Task instructions
Copy out each line below containing "from".

:: Data supplied

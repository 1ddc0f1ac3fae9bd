//! De-excitation channel interfaces.
//!
//! The cascade only sees channels through these two traits. Break-up channels
//! (multifragmentation, Fermi break-up) replace a fragment by a set of
//! products; emission channels (evaporation, photon evaporation) emit products
//! from a fragment and leave it behind as the residual.

use crate::fragment::Fragment;
use rand::RngCore;

/// Channel that replaces a fragment by its decay products.
pub trait BreakUpChannel {
    /// Products of the break-up. Zero or one product means the fragment did not split,
    /// in which case the cascade keeps the original fragment.
    fn break_it_up(&mut self, fragment: &Fragment, rng: &mut dyn RngCore) -> Vec<Fragment>;

    /// Whether the channel can handle a nucleus with this charge, mass number and excitation.
    fn is_applicable(&self, _z: i32, _a: i32, _excitation_energy: f64) -> bool {
        true
    }
}

/// Channel that emits particles from a fragment, updating it in place.
pub trait EmissionChannel {
    /// Emitted products, not including the residual. `fragment` is left as the
    /// residual nucleus, possibly with lower excitation and new momentum.
    fn emit(&mut self, fragment: &mut Fragment, rng: &mut dyn RngCore) -> Vec<Fragment>;

    fn is_applicable(&self, _z: i32, _a: i32, _excitation_energy: f64) -> bool {
        true
    }
}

::::

Exercise solution
//! from a fragment and leave it behind as the residual.
/// Channel that emits particles from a fragment, updating it in place.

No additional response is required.